After anxious years, Clearview company has survival story

CLEARVIEW — Mike and Carolyn Coombs poured their life savings into building a commercial property on Highway 9.

“It was for retirement, for financial security for my wife and I,” Mike Coombs said. “It didn’t turn out that way.”

The Coombs put in $300,000 of their own money and borrowed more than $1 million more to build the building, which at 7,350 square feet could house several businesses.

Mike Coombs owned an auto dealership and wanted to rent out space for auto repair shops. He felt like he knew the business and knew the needs of his tenants.

But he couldn’t have guessed that the market was about to fall apart.

The building was finished in September 2008, with construction taking several months longer than originally expected. By then, Wall Street crashed, national financial institutions like Lehman Brothers and Bear Stearns folded, and money began to vanish from Americans’ 401(k) accounts.

In that climate, no one wanted to rent space in the Coombs’ new building.

“I always think it would have been better if I had finished it earlier, but who knows?” Mike Coombs said. “Maybe not.”

Suddenly, the Coombs family faced hefty loan payments without any rental income, and with little prospect of things changing soon.

If it wasn’t for the couple’s perseverance — and a little trust from their bank, Prime Pacific — they would have lost everything, another victim of the recession.

The couple did consider walking away and never seeing their money again. But they kept at it, kept plugging away, hoping to attract tenants.

Coombs didn’t have money for landscaping, so he and his son, Timothy, did the weeding and planting.

“We weren’t sure what was going to happen,” said Timothy Coombs, who is now a senior majoring in business at the University of Washington. “There was a lot of praying.”

Coombs worked with Lynnwood-based Prime Pacific to keep the property. Coombs said the bank was forgiving at times and stern at times.

The couple invited their loan officer to tour the property. Coombs praised his former loan officer for being an advocate for the family.

“As the eyes of the bank he came up and visited the property several times,” Mike Coombs said.

After the visits, the bank lowered the interest rate and allowed the family only to make interest-only payments for a time.

“At one time, they said, ‘Make what you can make and that’s what we did,’” Coombs said.

Prime Pacific president Glenn Deutsch said it was a difficult time for everyone. His bank felt it was important to work with struggling businesses — sometimes to its own detriment.

“As a community bank, if our customer is willing to try to make a go of whatever they’ve got going, it is our job — or at least I see it as our job — to try to work with them the best we can,” Deutsch said. “That can involve maybe giving them the ability to skip a couple of payments or maybe it’s a re-amortization of their loan.”

In Deutsch’s office are books about the 2008 collapse. He hasn’t read many of them, because, as he said, he lived through it.
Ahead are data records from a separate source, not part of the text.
//! The collapsed connection network.
//!
//! Passengers only make decisions where they can board a vehicle after a
//! transfer. The collapsed network keeps exactly those decision points: one
//! node per departure event that is the target of some change activity, and
//! one edge per drive/wait run from such a node to the next reachable
//! change. Everything in between (the individual drives, waits, and any
//! headways passed on the way) is recorded on the edge's chain but hidden
//! from the graph structure.
//!
//! The collapsed network is a read-only view derived once per underlying
//! network; it stores ids, never references, and must be rebuilt if the
//! network's structure changes.

mod reachability;

use std::collections::HashMap;

use tracing::debug;

use crate::domain::{ActivityId, ActivityKind, CollapsedId, EventId};
use crate::network::EventActivityNetwork;

pub use reachability::ReachabilityMatrix;

/// A boarding opportunity: a departure event reachable via some change.
#[derive(Debug, Clone)]
pub struct CollapsedEvent {
    pub id: CollapsedId,
    /// The departure event this node wraps.
    pub event: EventId,
    /// Indices into the collapsed activity arena.
    pub outgoing: Vec<usize>,
}

/// One collapsed hop: a drive/wait run ending in a change.
#[derive(Debug, Clone)]
pub struct CollapsedActivity {
    pub source: CollapsedId,
    pub target: CollapsedId,
    /// The original activities realizing this hop, in traversal order. The
    /// final element is the change that boards the target; headways
    /// encountered along the run are absorbed for bookkeeping.
    pub chain: Vec<ActivityId>,
}

/// A first boarding opportunity ahead of an event.
///
/// Produced by [`CollapsedNetwork::forward_connections`]; the chain runs
/// from the queried event up to and including the boarding change.
#[derive(Debug, Clone)]
pub struct ForwardConnection {
    pub target: CollapsedId,
    pub chain: Vec<ActivityId>,
}

/// A boarding opportunity behind an arrival.
///
/// Produced by [`CollapsedNetwork::backward_connections`]; the chain runs
/// from the collapsed event's departure to the queried arrival, with no
/// change in between.
#[derive(Debug, Clone)]
pub struct BackwardConnection {
    pub source: CollapsedId,
    pub chain: Vec<ActivityId>,
}

/// The derived graph of passenger-relevant connection opportunities.
#[derive(Debug, Clone)]
pub struct CollapsedNetwork {
    events: Vec<CollapsedEvent>,
    activities: Vec<CollapsedActivity>,
    by_event: HashMap<EventId, CollapsedId>,
}

impl CollapsedNetwork {
    /// Builds the collapsed view of a network.
    ///
    /// Seeds one node per distinct change target, then runs an exhaustive
    /// forward walk from each seed: drives and waits are followed, every
    /// change found emits one collapsed activity, and headways met along
    /// the way are absorbed into the chain. A seed without an onward drive
    /// contributes no edges; that is a dead end worth a log line, not an
    /// error.
    pub fn build(network: &EventActivityNetwork) -> Self {
        let mut targets: Vec<EventId> = network
            .ids_of_kind(ActivityKind::Change)
            .iter()
            .map(|&id| network.activity(id).target)
            .collect();
        targets.sort_unstable();
        targets.dedup();

        let by_event: HashMap<EventId, CollapsedId> = targets
            .iter()
            .enumerate()
            .map(|(index, &event)| (event, CollapsedId::from_index(index)))
            .collect();
        let mut events: Vec<CollapsedEvent> = targets
            .iter()
            .enumerate()
            .map(|(index, &event)| CollapsedEvent {
                id: CollapsedId::from_index(index),
                event,
                outgoing: Vec::new(),
            })
            .collect();

        let mut activities = Vec::new();
        let mut collapsed = Self {
            events: Vec::new(),
            activities: Vec::new(),
            by_event,
        };

        for index in 0..events.len() {
            let seed = &events[index];
            let hops = collapsed.walk_forward(network, seed.event);
            if hops.is_empty() {
                debug!(event = %seed.event, "boarding opportunity without onward connection");
            }
            for (target, chain) in hops {
                let slot = activities.len();
                activities.push(CollapsedActivity {
                    source: CollapsedId::from_index(index),
                    target,
                    chain,
                });
                events[index].outgoing.push(slot);
            }
        }

        debug!(
            nodes = events.len(),
            edges = activities.len(),
            "collapsed network built"
        );
        collapsed.events = events;
        collapsed.activities = activities;
        collapsed
    }

    pub fn event_count(&self) -> usize {
        self.events.len()
    }

    pub fn is_empty(&self) -> bool {
        self.events.is_empty()
    }

    pub fn events(&self) -> impl Iterator<Item = &CollapsedEvent> {
        self.events.iter()
    }

    pub fn activities(&self) -> impl Iterator<Item = &CollapsedActivity> {
        self.activities.iter()
    }

    pub fn event(&self, id: CollapsedId) -> &CollapsedEvent {
        &self.events[id.index()]
    }

    /// The collapsed node wrapping the given event, if it is one.
    pub fn collapsed_id(&self, event: EventId) -> Option<CollapsedId> {
        self.by_event.get(&event).copied()
    }

    /// Collapsed hops leaving the given node.
    pub fn outgoing(&self, id: CollapsedId) -> impl Iterator<Item = &CollapsedActivity> {
        self.events[id.index()]
            .outgoing
            .iter()
            .map(|&slot| &self.activities[slot])
    }

    /// Every boarding opportunity ahead of `from`, one entry per distinct
    /// realizing chain: the walk follows drives and waits, does not stop at
    /// the first change found, and reports each change's target.
    pub fn forward_connections(
        &self,
        network: &EventActivityNetwork,
        from: EventId,
    ) -> Vec<ForwardConnection> {
        self.walk_forward(network, from)
            .into_iter()
            .map(|(target, chain)| ForwardConnection { target, chain })
            .collect()
    }

    /// Every boarding opportunity behind `to`: collapsed nodes from whose
    /// departure the queried arrival is reachable along drives and waits
    /// alone.
    pub fn backward_connections(
        &self,
        network: &EventActivityNetwork,
        to: EventId,
    ) -> Vec<BackwardConnection> {
        let limit = network.activity_count();
        let mut connections = Vec::new();
        // Chains are accumulated back-to-front and reversed on emission.
        let mut stack: Vec<(EventId, Vec<ActivityId>)> = vec![(to, Vec::new())];

        while let Some((event, mut chain)) = stack.pop() {
            if chain.len() > limit {
                debug!(event = %event, "backward walk aborted, chain longer than the network");
                continue;
            }
            // Boarding here reaches `to` without any further change. The
            // node's own headways belong to the previous hop and are left
            // out.
            if let Some(&source) = self.by_event.get(&event) {
                let mut forward: Vec<ActivityId> = chain.clone();
                forward.reverse();
                connections.push(BackwardConnection {
                    source,
                    chain: forward,
                });
            }
            for &id in &network.event(event).outgoing {
                if network.activity(id).is_headway() {
                    chain.push(id);
                }
            }
            for &id in &network.event(event).incoming {
                let activity = network.activity(id);
                if activity.is_on_trip() {
                    let mut next = chain.clone();
                    next.push(id);
                    stack.push((activity.source, next));
                }
            }
        }
        connections
    }

    /// Shared forward walk: follows drives and waits from `from`, absorbs
    /// the headways of every event reached on the way, and reports each
    /// change found together with its realizing chain. The walk never
    /// traverses a change; branches continue past it.
    fn walk_forward(
        &self,
        network: &EventActivityNetwork,
        from: EventId,
    ) -> Vec<(CollapsedId, Vec<ActivityId>)> {
        let limit = network.activity_count();
        let mut found = Vec::new();
        let mut stack: Vec<(EventId, Vec<ActivityId>)> = Vec::new();

        // The starting event contributes its on-trip continuations only;
        // its own headways and changes belong to the hop that reached it.
        for &id in &network.event(from).outgoing {
            let activity = network.activity(id);
            if activity.is_on_trip() {
                stack.push((activity.target, vec![id]));
            }
        }

        while let Some((event, mut chain)) = stack.pop() {
            if chain.len() > limit {
                debug!(event = %event, "forward walk aborted, chain longer than the network");
                continue;
            }
            for &id in &network.event(event).outgoing {
                if network.activity(id).is_headway() {
                    chain.push(id);
                }
            }
            for &id in &network.event(event).outgoing {
                let activity = network.activity(id);
                match activity.kind() {
                    ActivityKind::Change => {
                        if let Some(&target) = self.by_event.get(&activity.target) {
                            let mut full = chain.clone();
                            full.push(id);
                            found.push((target, full));
                        }
                    }
                    ActivityKind::Drive | ActivityKind::Wait => {
                        let mut next = chain.clone();
                        next.push(id);
                        stack.push((activity.target, next));
                    }
                    _ => {}
                }
            }
        }
        found
    }
}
It was a troublesome time for all community banks. Prime Pacific specializes in commercial real estate and commercial and industrial lending, loaning businesses money for a new pieces of equipment or machinery.

About 10 years ago, Prime Pacific followed many other banks by putting money into acquisition and development loans.

“We actually didn’t get into development loans until about 2004,” Deutsch said. “We were late into the game, which was a good thing, and we were out of the game a lot faster than others by 2007.”

After the economy faltered, Prime Pacific became a “collection agency” for four years, Deutsch said.

Prime Pacific couldn’t make any new loans, because there was no loan demand, he said. During that time, the bank worked with several businesses like Coombs.

Prime Pacific suffered through several years of losses due to the recession. In 2013, the bank finally reported a profit, Deutsch said.

While things are better for the bank, it’s also better for many businesses.

For Coombs, the recession meant months of tough times. His wife is a teacher and he had taught earlier in his working life, and continues as a substitute teacher. Friends who were teachers mistakenly thought they had lost the property.

But they attracted their first tenant in November 2010, nearly a year after the county gave the final OK to move into the property.

“They came in and I gave them two months free rent to move in there,” Coombs said. “It was the start of a little fire that kept things going.”

Now the building is fully occupied. Still, Mike Coombs said it was several years of anxiety.

“Now we can see the light at the end of the tunnel,” Mike Coombs said. “For a while there, that light was really small.”